━━━ ENTRIES SHOWN ━━━

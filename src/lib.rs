//! Deterministic synthetic machine identity, and the classifiers that decide
//! whether a network request, file read or subprocess may see the real one.

pub mod command_policy;
pub mod config;
pub mod gateways;
pub mod hardware;
pub mod identity;
pub mod logging;
pub mod request_policy;
pub mod shield;
pub mod stats;
pub mod store;

#[cfg(test)]
mod classification_tests;

pub use config::{ConfigError, ShieldConfig};
pub use gateways::GatewayError;
pub use identity::{generate, IdentityProfile};
pub use request_policy::{ClassificationDecision, Policy, RequestClassifier};
pub use shield::{ActiveIdentity, Shield, ShieldStatus};
pub use store::{ProfileStore, StoreError};
pub mod generator;
pub mod hash;
pub mod ssh;

pub use generator::{fresh_seed, generate, generate_for, Platform};

use serde::{Deserialize, Serialize};

/// The complete synthetic identity of one installation.
///
/// Built once from `seed` and never edited afterwards; a reset replaces the
/// whole value.
#[derive(Debug, Clone, PartialEq, Eq, Serialize, Deserialize)]
#[serde(rename_all = "camelCase")]
pub struct IdentityProfile {
    #[serde(default)]
    pub seed: String,
    pub identifiers: Identifiers,
    pub system: SystemIdentity,
    pub filesystem: FilesystemIdentity,
    pub hardware: HardwareIdentity,
    pub software: SoftwareIdentity,
    pub git: GitIdentity,
    pub ssh: SshIdentity,
}

impl IdentityProfile {
    /// Machine id truncated for log lines.
    pub fn short_id(&self) -> &str {
        short(&self.identifiers.machine_id)
    }
}

/// First eight characters, or the whole string if shorter.
pub fn short(value: &str) -> &str {
    match value.char_indices().nth(8) {
        Some((idx, _)) => &value[..idx],
        None => value,
    }
}

#[derive(Debug, Clone, PartialEq, Eq, Serialize, Deserialize)]
#[serde(rename_all = "camelCase")]
pub struct Identifiers {
    pub machine_id: String,
    pub telemetry_dev_device_id: String,
    pub os_machine_id: String,
    pub user_data_machine_id: String,
    pub session_id: String,
    pub request_id: String,
    pub random_hash: String,
    pub system_data_directory_uuid: String,
}

#[derive(Debug, Clone, PartialEq, Eq, Serialize, Deserialize)]
#[serde(rename_all = "camelCase")]
pub struct SystemIdentity {
    pub platform: String,
    pub arch: String,
    pub hostname: String,
    pub username: String,
    pub os_release: String,
    pub kernel_version: String,
    pub timezone: String,
    pub locale: String,
}

/// Inode numbers keyed by logical path role.
#[derive(Debug, Clone, PartialEq, Eq, Serialize, Deserialize)]
#[serde(rename_all = "camelCase")]
pub struct FilesystemIdentity {
    pub home_directory_ino: u64,
    pub project_root_ino: u64,
    pub user_data_path_ino: u64,
    pub system_data_directory_ino: u64,
}

#[derive(Debug, Clone, PartialEq, Eq, Serialize, Deserialize)]
#[serde(rename_all = "camelCase")]
pub struct HardwareIdentity {
    pub bios_info: BiosIdentity,
    pub baseboard_info: BaseboardIdentity,
    pub mac_addresses: Vec<String>,
    pub memory_module_serials: Vec<String>,
    pub usb_device_ids: Vec<String>,
    pub audio_device_ids: Vec<String>,
    pub disk_serials: Vec<String>,
    pub gpu_info: GpuIdentity,
}

#[derive(Debug, Clone, PartialEq, Eq, Serialize, Deserialize)]
#[serde(rename_all = "camelCase")]
pub struct BiosIdentity {
    pub vendor: String,
    pub version: String,
    pub serial: String,
}

#[derive(Debug, Clone, PartialEq, Eq, Serialize, Deserialize)]
#[serde(rename_all = "camelCase")]
pub struct BaseboardIdentity {
    pub manufacturer: String,
    pub model: String,
    pub serial: String,
}

#[derive(Debug, Clone, PartialEq, Eq, Serialize, Deserialize)]
#[serde(rename_all = "camelCase")]
pub struct GpuIdentity {
    pub vendor: String,
    pub model: String,
    pub device_id: String,
}

#[derive(Debug, Clone, PartialEq, Eq, Serialize, Deserialize)]
#[serde(rename_all = "camelCase")]
pub struct SoftwareIdentity {
    #[serde(rename = "vscode")]
    pub editor: String,
    #[serde(rename = "node")]
    pub runtime: String,
    #[serde(rename = "npm")]
    pub package_manager: String,
    pub extension_version: String,
    /// Milliseconds since the Unix epoch.
    pub system_boot_time: u64,
    pub process_start_time: u64,
}

#[derive(Debug, Clone, PartialEq, Eq, Serialize, Deserialize)]
#[serde(rename_all = "camelCase")]
pub struct GitIdentity {
    pub user_email: String,
    pub user_name: String,
    pub default_remote_url: String,
    pub config_global_user_name: String,
    pub config_global_user_email: String,
}

/// Well-formed but non-functional SSH material.
#[derive(Debug, Clone, PartialEq, Eq, Serialize, Deserialize)]
#[serde(rename_all = "camelCase")]
pub struct SshIdentity {
    pub private_key: String,
    pub public_key: String,
    pub known_hosts: String,
    pub config: String,
}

━━━

PROBLEM DESCRIPTION.
Reproduce verbatim the lines above, from the line with "pub struct Identifiers" through the line with "pub struct SystemIdentity".

OUTPUT OF THE EXERCISE.
pub struct Identifiers {
    pub machine_id: String,
    pub telemetry_dev_device_id: String,
    pub os_machine_id: String,
    pub user_data_machine_id: String,
    pub session_id: String,
    pub request_id: String,
    pub random_hash: String,
    pub system_data_directory_uuid: String,
}

#[derive(Debug, Clone, PartialEq, Eq, Serialize, Deserialize)]
#[serde(rename_all = "camelCase")]
pub struct SystemIdentity {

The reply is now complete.